[Saved entries]

+ + + + +

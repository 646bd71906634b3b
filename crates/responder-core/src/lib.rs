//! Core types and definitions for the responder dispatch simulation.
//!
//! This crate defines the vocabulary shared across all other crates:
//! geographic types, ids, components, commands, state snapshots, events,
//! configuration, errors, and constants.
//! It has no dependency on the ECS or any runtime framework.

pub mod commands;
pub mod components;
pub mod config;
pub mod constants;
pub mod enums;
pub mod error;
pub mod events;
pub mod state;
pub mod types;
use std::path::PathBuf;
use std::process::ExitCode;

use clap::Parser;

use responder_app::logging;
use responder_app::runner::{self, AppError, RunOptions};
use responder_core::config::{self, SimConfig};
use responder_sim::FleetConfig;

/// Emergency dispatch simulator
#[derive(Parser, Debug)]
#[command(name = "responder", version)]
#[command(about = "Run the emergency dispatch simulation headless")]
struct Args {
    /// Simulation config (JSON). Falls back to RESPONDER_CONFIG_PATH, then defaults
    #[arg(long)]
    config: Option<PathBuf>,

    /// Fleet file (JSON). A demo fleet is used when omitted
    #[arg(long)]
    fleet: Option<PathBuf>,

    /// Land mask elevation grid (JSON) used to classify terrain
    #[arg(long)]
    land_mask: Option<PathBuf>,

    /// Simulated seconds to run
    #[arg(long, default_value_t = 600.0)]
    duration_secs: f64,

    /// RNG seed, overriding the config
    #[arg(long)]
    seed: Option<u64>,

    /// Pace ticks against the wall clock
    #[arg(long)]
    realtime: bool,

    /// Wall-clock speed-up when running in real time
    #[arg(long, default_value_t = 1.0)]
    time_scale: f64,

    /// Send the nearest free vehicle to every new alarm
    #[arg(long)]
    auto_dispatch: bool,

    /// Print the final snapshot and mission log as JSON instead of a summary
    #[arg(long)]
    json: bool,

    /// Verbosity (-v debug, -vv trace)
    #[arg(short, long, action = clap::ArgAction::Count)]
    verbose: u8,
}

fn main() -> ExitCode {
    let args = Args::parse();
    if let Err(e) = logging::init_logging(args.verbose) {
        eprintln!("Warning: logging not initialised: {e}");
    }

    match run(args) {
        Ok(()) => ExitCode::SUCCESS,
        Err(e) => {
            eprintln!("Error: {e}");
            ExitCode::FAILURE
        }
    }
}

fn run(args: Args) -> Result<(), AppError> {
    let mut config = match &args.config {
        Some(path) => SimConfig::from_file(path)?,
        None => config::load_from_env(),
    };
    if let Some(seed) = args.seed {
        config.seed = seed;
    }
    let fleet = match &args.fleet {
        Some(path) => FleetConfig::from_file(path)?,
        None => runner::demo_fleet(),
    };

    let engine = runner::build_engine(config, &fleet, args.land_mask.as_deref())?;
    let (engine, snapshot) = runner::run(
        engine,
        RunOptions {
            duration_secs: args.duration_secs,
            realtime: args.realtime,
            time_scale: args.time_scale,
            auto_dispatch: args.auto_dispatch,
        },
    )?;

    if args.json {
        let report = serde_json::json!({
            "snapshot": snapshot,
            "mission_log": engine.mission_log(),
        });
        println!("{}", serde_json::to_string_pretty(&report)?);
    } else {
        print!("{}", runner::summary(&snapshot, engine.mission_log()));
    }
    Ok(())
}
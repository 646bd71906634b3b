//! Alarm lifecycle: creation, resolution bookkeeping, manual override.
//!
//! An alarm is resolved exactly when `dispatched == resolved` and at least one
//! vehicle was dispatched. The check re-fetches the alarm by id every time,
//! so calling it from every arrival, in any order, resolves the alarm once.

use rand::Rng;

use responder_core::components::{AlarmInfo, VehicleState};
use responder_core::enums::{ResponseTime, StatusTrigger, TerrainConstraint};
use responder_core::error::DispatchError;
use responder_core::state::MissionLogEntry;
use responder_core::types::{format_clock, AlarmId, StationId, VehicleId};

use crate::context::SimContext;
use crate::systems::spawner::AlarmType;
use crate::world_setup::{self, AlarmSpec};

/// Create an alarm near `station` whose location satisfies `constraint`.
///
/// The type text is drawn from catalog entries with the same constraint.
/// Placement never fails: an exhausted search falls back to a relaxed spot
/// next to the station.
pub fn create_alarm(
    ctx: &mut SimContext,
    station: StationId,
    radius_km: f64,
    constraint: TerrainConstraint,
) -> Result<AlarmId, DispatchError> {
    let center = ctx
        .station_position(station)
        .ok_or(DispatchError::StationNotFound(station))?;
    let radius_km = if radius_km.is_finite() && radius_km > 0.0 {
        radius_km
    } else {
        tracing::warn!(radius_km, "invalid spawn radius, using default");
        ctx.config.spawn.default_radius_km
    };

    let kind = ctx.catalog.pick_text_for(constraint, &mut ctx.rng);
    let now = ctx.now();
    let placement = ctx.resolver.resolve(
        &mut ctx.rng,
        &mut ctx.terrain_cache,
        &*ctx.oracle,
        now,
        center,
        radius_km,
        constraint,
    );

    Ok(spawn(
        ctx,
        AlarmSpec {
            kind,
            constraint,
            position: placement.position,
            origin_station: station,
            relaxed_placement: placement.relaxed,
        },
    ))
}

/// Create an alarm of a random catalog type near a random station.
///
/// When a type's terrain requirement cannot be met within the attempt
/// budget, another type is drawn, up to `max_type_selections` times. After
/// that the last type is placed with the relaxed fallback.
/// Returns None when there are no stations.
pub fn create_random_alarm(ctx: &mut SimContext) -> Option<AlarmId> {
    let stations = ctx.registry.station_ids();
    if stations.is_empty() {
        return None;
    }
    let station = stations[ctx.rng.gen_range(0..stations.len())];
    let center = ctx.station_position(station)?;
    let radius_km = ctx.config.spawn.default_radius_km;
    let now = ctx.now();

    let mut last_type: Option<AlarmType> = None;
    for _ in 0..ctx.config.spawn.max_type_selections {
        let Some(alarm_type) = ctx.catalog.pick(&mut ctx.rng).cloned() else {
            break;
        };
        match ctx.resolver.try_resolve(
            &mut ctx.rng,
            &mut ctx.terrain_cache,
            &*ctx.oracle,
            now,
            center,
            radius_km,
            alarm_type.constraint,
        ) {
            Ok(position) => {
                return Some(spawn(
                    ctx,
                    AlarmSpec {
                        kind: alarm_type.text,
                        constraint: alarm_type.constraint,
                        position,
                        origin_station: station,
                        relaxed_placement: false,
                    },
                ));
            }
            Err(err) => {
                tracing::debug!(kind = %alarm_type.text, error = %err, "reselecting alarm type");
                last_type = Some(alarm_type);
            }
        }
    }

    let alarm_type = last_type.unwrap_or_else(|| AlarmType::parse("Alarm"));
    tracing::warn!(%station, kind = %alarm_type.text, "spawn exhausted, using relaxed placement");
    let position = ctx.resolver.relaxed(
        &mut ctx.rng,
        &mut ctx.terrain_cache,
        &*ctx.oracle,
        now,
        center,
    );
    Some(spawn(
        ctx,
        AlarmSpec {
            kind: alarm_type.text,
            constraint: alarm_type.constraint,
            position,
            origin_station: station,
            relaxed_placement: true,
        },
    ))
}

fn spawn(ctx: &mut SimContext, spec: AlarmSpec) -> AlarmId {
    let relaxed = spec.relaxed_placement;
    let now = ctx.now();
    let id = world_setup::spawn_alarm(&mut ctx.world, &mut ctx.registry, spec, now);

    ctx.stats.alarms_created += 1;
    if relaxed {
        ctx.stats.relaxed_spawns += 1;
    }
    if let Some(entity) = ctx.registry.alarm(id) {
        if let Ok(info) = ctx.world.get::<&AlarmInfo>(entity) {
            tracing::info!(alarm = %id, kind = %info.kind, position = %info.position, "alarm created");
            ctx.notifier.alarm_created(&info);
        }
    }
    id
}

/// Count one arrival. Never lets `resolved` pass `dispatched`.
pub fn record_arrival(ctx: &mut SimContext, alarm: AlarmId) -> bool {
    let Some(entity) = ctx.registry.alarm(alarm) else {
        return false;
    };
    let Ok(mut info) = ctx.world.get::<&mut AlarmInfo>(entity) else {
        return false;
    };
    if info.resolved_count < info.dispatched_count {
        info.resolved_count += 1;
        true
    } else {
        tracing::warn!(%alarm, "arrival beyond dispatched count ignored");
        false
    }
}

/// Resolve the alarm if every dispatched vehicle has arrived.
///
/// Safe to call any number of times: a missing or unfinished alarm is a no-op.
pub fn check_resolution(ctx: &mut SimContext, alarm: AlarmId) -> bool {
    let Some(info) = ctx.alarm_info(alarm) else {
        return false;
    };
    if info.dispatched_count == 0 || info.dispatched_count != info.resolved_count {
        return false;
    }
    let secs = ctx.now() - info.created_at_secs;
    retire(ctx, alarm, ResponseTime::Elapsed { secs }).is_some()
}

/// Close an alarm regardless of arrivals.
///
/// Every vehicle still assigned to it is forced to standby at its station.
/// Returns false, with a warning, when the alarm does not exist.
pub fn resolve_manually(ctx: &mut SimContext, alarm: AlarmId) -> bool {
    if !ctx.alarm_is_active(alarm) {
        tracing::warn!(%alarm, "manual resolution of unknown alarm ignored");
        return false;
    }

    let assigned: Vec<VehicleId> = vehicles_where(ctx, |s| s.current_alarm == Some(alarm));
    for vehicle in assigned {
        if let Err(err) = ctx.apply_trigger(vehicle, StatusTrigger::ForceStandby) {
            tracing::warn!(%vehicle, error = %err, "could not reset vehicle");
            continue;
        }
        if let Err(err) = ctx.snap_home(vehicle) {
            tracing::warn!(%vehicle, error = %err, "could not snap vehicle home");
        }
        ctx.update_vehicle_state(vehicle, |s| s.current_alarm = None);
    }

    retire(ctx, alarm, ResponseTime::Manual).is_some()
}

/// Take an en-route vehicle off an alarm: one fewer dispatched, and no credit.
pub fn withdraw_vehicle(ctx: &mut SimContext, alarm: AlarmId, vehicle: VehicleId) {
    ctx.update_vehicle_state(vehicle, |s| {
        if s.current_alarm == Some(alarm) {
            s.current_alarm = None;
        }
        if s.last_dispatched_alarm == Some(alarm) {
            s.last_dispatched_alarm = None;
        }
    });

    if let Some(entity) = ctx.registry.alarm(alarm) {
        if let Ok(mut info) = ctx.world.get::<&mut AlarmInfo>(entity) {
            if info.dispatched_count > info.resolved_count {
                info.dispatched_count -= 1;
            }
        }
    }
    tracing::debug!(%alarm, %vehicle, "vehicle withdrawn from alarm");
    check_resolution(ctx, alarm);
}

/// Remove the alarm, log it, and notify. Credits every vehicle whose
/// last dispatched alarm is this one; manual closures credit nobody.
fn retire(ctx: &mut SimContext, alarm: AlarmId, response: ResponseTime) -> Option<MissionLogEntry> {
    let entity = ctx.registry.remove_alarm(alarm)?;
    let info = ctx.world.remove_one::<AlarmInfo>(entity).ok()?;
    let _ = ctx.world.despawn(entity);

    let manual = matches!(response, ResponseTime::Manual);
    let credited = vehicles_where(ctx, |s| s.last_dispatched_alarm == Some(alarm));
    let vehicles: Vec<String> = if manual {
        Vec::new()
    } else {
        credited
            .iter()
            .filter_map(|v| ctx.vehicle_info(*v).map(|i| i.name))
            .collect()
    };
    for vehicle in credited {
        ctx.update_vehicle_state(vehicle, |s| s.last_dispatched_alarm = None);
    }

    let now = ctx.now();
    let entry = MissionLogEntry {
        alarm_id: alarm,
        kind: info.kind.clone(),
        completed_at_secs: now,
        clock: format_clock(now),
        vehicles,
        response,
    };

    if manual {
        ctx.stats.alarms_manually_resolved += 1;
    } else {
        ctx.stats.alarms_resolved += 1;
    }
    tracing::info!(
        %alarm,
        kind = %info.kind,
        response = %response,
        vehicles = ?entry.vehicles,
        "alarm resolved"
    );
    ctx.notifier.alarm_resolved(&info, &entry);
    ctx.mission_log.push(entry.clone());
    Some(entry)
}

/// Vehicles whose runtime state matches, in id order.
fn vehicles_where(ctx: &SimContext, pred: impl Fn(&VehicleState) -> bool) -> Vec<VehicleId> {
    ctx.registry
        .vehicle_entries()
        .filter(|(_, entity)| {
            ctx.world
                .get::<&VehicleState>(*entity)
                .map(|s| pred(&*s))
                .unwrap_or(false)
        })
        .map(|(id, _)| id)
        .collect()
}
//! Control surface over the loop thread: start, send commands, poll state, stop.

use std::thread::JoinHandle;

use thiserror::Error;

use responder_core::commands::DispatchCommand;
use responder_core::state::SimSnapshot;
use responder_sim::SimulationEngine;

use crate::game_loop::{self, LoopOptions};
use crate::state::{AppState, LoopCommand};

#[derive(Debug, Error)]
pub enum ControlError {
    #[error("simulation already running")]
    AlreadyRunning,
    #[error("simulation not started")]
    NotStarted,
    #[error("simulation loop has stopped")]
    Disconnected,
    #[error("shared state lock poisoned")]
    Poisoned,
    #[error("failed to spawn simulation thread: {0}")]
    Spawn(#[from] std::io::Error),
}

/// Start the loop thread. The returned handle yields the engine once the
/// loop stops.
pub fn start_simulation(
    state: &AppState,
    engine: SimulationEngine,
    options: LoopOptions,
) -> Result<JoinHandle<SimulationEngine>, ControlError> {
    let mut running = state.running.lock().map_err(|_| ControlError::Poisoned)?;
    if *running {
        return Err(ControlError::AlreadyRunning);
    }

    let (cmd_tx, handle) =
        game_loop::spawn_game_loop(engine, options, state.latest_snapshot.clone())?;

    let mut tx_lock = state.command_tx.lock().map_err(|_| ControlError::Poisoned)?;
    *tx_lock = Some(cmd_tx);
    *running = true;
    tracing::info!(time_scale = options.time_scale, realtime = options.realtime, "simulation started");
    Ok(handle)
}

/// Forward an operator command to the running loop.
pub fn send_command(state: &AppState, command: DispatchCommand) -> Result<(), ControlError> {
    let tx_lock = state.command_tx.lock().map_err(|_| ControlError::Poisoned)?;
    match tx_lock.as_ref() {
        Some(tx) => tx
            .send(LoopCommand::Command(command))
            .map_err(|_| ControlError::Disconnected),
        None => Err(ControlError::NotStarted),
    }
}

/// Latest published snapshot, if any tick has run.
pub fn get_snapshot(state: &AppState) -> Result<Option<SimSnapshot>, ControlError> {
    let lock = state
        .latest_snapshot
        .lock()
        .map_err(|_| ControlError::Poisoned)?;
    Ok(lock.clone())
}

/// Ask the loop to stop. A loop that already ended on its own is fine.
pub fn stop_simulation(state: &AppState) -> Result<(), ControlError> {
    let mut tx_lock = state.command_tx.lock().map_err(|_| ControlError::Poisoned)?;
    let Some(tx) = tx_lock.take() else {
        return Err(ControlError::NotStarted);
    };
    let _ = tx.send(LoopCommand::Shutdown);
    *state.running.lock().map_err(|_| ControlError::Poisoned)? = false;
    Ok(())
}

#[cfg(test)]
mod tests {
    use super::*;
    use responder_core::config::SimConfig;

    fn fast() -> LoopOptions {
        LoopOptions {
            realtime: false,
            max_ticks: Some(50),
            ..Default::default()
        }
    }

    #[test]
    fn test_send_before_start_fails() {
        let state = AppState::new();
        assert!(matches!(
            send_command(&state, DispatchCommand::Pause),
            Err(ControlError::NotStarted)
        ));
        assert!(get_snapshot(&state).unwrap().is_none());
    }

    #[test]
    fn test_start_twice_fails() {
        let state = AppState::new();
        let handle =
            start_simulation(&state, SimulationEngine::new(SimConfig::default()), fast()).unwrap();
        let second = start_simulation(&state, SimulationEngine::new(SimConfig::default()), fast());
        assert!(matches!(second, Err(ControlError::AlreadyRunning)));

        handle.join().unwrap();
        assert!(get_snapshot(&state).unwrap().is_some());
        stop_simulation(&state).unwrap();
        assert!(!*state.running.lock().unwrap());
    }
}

+ + + + +

*Task description*
Lines in the data that include the word "types" should all be copied.

*The answer*
//! Core types and definitions for the responder dispatch simulation.
//! geographic types, ids, components, commands, state snapshots, events,
pub mod types;
use responder_core::types::{format_clock, AlarmId, StationId, VehicleId};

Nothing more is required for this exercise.